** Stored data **
▬▬▬▬▬▬
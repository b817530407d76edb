//! TLS wrapping for pooled connections
//!
//! Client side follows the configured [`TlsMode`]; both TLS modes pin the
//! protocol to TLS 1.3. Server side applies one opaque credential to every
//! accepted connection.

use super::PooledConn;
use crate::config::TlsMode;
use crate::error::{PoolError, Result};
use std::io::{self, BufReader};
use std::sync::Arc;
use tokio::net::TcpStream;
use tokio_rustls::rustls::client::danger::{
    HandshakeSignatureValid, ServerCertVerified, ServerCertVerifier,
};
use tokio_rustls::rustls::crypto::{self, CryptoProvider};
use tokio_rustls::rustls::pki_types::{CertificateDer, ServerName, UnixTime};
use tokio_rustls::rustls::{
    self, version, ClientConfig, DigitallySignedStruct, RootCertStore, ServerConfig,
    SignatureScheme,
};
use tokio_rustls::{TlsAcceptor, TlsConnector};

/// Client-side TLS policy resolved from a [`TlsMode`]
#[derive(Clone)]
pub enum ClientTls {
    /// Connections are used as dialed
    Plaintext,
    /// Connections are TLS-wrapped before the ID exchange
    Tls {
        /// TLS connector
        connector: TlsConnector,
        /// Name to verify, `None` sends no SNI and addresses the peer by IP
        server_name: Option<ServerName<'static>>,
    },
}

impl std::fmt::Debug for ClientTls {
    fn fmt(&self, f: &mut std::fmt::Formatter<'_>) -> std::fmt::Result {
        match self {
            ClientTls::Plaintext => f.write_str("Plaintext"),
            ClientTls::Tls { server_name, .. } => f
                .debug_struct("Tls")
                .field("server_name", server_name)
                .finish(),
        }
    }
}

impl ClientTls {
    /// Build the client policy for a TLS mode
    ///
    /// `trusted_root` names an extra PEM bundle added to the native roots
    /// in verified mode; it is ignored otherwise.
    pub fn from_mode(mode: &TlsMode, trusted_root: Option<&str>) -> Result<Self> {
        match mode {
            TlsMode::Plaintext => Ok(ClientTls::Plaintext),
            TlsMode::Opportunistic => {
                let provider = Arc::new(crypto::ring::default_provider());
                let config = ClientConfig::builder_with_provider(provider.clone())
                    .with_protocol_versions(&[&version::TLS13])
                    .map_err(|e| PoolError::Config(format!("TLS setup failed: {}", e)))?
                    .dangerous()
                    .with_custom_certificate_verifier(Arc::new(NoVerifier(provider)))
                    .with_no_client_auth();

                Ok(ClientTls::Tls {
                    connector: TlsConnector::from(Arc::new(config)),
                    server_name: None,
                })
            }
            TlsMode::Verified { hostname } => {
                let server_name = ServerName::try_from(hostname.clone()).map_err(|e| {
                    PoolError::Config(format!("Invalid hostname {}: {}", hostname, e))
                })?;

                let provider = Arc::new(crypto::ring::default_provider());
                let config = ClientConfig::builder_with_provider(provider)
                    .with_protocol_versions(&[&version::TLS13])
                    .map_err(|e| PoolError::Config(format!("TLS setup failed: {}", e)))?
                    .with_root_certificates(root_store(trusted_root)?)
                    .with_no_client_auth();

                Ok(ClientTls::Tls {
                    connector: TlsConnector::from(Arc::new(config)),
                    server_name: Some(server_name),
                })
            }
        }
    }

    /// Apply the policy to a freshly dialed stream
    pub async fn wrap(&self, stream: TcpStream) -> io::Result<PooledConn> {
        match self {
            ClientTls::Plaintext => Ok(Box::new(stream)),
            ClientTls::Tls {
                connector,
                server_name,
            } => {
                let name = match server_name {
                    Some(name) => name.clone(),
                    None => ServerName::IpAddress(stream.peer_addr()?.ip().into()),
                };
                let tls_stream = connector.connect(name, stream).await?;
                Ok(Box::new(tls_stream))
            }
        }
    }
}

/// Native roots plus an optional PEM bundle
fn root_store(trusted_root: Option<&str>) -> Result<RootCertStore> {
    let mut store = RootCertStore::empty();

    let native_certs = rustls_native_certs::load_native_certs();
    for cert in native_certs.certs {
        store.add(cert).ok();
    }

    if let Some(path) = trusted_root {
        let file = std::fs::File::open(path).map_err(|e| {
            PoolError::Config(format!("Failed to open certificate file {}: {}", path, e))
        })?;
        let mut reader = BufReader::new(file);
        let certs = rustls_pemfile::certs(&mut reader)
            .collect::<std::result::Result<Vec<_>, _>>()
            .map_err(|e| {
                PoolError::Config(format!("Failed to parse certificates from {}: {}", path, e))
            })?;
        if certs.is_empty() {
            return Err(PoolError::Config(format!("No certificates found in {}", path)));
        }
        for cert in certs {
            store
                .add(cert)
                .map_err(|e| PoolError::Config(format!("Failed to add certificate: {}", e)))?;
        }
    }

    Ok(store)
}

/// Accepts any server certificate but still checks handshake signatures
#[derive(Debug)]
struct NoVerifier(Arc<CryptoProvider>);

impl ServerCertVerifier for NoVerifier {
    fn verify_server_cert(
        &self,
        _end_entity: &CertificateDer<'_>,
        _intermediates: &[CertificateDer<'_>],
        _server_name: &ServerName<'_>,
        _ocsp_response: &[u8],
        _now: UnixTime,
    ) -> std::result::Result<ServerCertVerified, rustls::Error> {
        Ok(ServerCertVerified::assertion())
    }

    fn verify_tls12_signature(
        &self,
        message: &[u8],
        cert: &CertificateDer<'_>,
        dss: &DigitallySignedStruct,
    ) -> std::result::Result<HandshakeSignatureValid, rustls::Error> {
        crypto::verify_tls12_signature(
            message,
            cert,
            dss,
            &self.0.signature_verification_algorithms,
        )
    }

    fn verify_tls13_signature(
        &self,
        message: &[u8],
        cert: &CertificateDer<'_>,
        dss: &DigitallySignedStruct,
    ) -> std::result::Result<HandshakeSignatureValid, rustls::Error> {
        crypto::verify_tls13_signature(
            message,
            cert,
            dss,
            &self.0.signature_verification_algorithms,
        )
    }

    fn supported_verify_schemes(&self) -> Vec<SignatureScheme> {
        self.0.signature_verification_algorithms.supported_schemes()
    }
}

/// Server-side TLS credential applied to every accepted connection
#[derive(Clone)]
pub struct ServerTls {
    acceptor: TlsAcceptor,
}

impl std::fmt::Debug for ServerTls {
    fn fmt(&self, f: &mut std::fmt::Formatter<'_>) -> std::fmt::Result {
        f.debug_struct("ServerTls").finish_non_exhaustive()
    }
}

impl ServerTls {
    /// Wrap a server configuration
    pub fn new(config: Arc<ServerConfig>) -> Self {
        ServerTls {
            acceptor: TlsAcceptor::from(config),
        }
    }

    /// Perform the server handshake on an accepted stream
    pub async fn accept(&self, stream: TcpStream) -> io::Result<PooledConn> {
        let tls_stream = self.acceptor.accept(stream).await?;
        Ok(Box::new(tls_stream))
    }
}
▬▬▬▬▬▬
** EXERCISE BRIEF **
Respond with nothing but the number of lines in the data above that include the word "open".

** RESPONSE **
2